--- START ---

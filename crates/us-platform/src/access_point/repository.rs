//! Access Point Repository

use sqlx::any::AnyRow;
use sqlx::{Any, AnyConnection, AnyPool, Row, Transaction};

use crate::access_point::entity::{AccessPoint, AccessPointPayload};
use crate::shared::error::Result;
use crate::store::inserted_id;

const SELECT_ACCESS_POINTS: &str = "SELECT id, name, endpoint FROM access_points";

pub struct AccessPointRepository {
    pool: AnyPool,
}

impl AccessPointRepository {
    pub fn new(pool: AnyPool) -> Self {
        Self { pool }
    }

    pub async fn begin(&self) -> Result<Transaction<'static, Any>> {
        Ok(self.pool.begin().await?)
    }

    pub async fn find_all(&self) -> Result<Vec<AccessPoint>> {
        let rows = sqlx::query(SELECT_ACCESS_POINTS).fetch_all(&self.pool).await?;
        rows.iter().map(parse_row).collect()
    }

    pub async fn find_by_id(&self, id: i64) -> Result<Option<AccessPoint>> {
        let mut conn = self.pool.acquire().await?;
        self.find_by_id_in(&mut conn, id).await
    }

    pub async fn find_by_id_in(&self, conn: &mut AnyConnection, id: i64) -> Result<Option<AccessPoint>> {
        let row = sqlx::query(&format!("{} WHERE id = ?", SELECT_ACCESS_POINTS))
            .bind(id)
            .fetch_optional(conn)
            .await?;
        row.as_ref().map(parse_row).transpose()
    }

    pub async fn insert(&self, conn: &mut AnyConnection, payload: &AccessPointPayload) -> Result<AccessPoint> {
        let name = payload.name.trim();
        let endpoint = payload.endpoint.trim();
        let result = sqlx::query("INSERT INTO access_points (name, endpoint) VALUES (?, ?)")
            .bind(name)
            .bind(endpoint)
            .execute(&mut *conn)
            .await?;
        let id = inserted_id(conn, &result).await?;
        Ok(AccessPoint {
            id,
            name: name.to_string(),
            endpoint: endpoint.to_string(),
        })
    }

    pub async fn update(&self, conn: &mut AnyConnection, access_point: &AccessPoint) -> Result<u64> {
        let result = sqlx::query("UPDATE access_points SET name = ?, endpoint = ? WHERE id = ?")
            .bind(&access_point.name)
            .bind(&access_point.endpoint)
            .bind(access_point.id)
            .execute(conn)
            .await?;
        Ok(result.rows_affected())
    }

    pub async fn delete(&self, conn: &mut AnyConnection, id: i64) -> Result<u64> {
        let result = sqlx::query("DELETE FROM access_points WHERE id = ?")
            .bind(id)
            .execute(conn)
            .await?;
        Ok(result.rows_affected())
    }
}

fn parse_row(row: &AnyRow) -> Result<AccessPoint> {
    Ok(AccessPoint {
        id: row.try_get("id")?,
        name: row.try_get("name")?,
        endpoint: row.try_get("endpoint")?,
    })
}
//! Audit middleware.
//!
//! Wraps the whole router. For audited requests it captures metadata before
//! the handler, then reads the actor and the entity change from the response
//! extensions and records one event.

use std::sync::Arc;
use std::time::Instant;

use axum::{
    extract::{Request, State},
    http::StatusCode,
    middleware::Next,
    response::{IntoResponse, Response},
};
use tracing::error;

use super::entity::{EntityChange, RequestMetadata};
use super::logger::AuditLogger;
use crate::auth::{ActorIdentity, IdentityRejected};
use crate::shared::error::PlatformError;

pub async fn audit_requests(
    State(logger): State<Arc<AuditLogger>>,
    req: Request,
    next: Next,
) -> Response {
    let Some(scope) = logger.classify(req.method(), req.uri().path()) else {
        return next.run(req).await;
    };

    let started = Instant::now();
    let metadata = RequestMetadata::from_request(&req);
    let mut response = next.run(req).await;
    let latency = started.elapsed();

    if response.extensions().get::<IdentityRejected>().is_some() {
        return response;
    }

    let Some(actor) = response.extensions().get::<ActorIdentity>().cloned() else {
        if is_unrouted(response.status()) {
            return response;
        }
        error!(
            method = %metadata.method,
            path = %metadata.path,
            "Audited request completed without an actor identity"
        );
        return PlatformError::internal("Request has no actor identity to audit").into_response();
    };

    let change = response.extensions_mut().remove::<EntityChange>();
    logger.record(scope, actor, metadata, response.status().as_u16(), latency, change);
    response
}

/// No handler matched the path or method, so nothing was mutated.
fn is_unrouted(status: StatusCode) -> bool {
    matches!(status, StatusCode::NOT_FOUND | StatusCode::METHOD_NOT_ALLOWED)
}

--- END ---

> **Task details**:
Search the listing for the word "Transaction". Copy every line in which it occurs.

> **Your response**:
use sqlx::{Any, AnyConnection, AnyPool, Row, Transaction};
    pub async fn begin(&self) -> Result<Transaction<'static, Any>> {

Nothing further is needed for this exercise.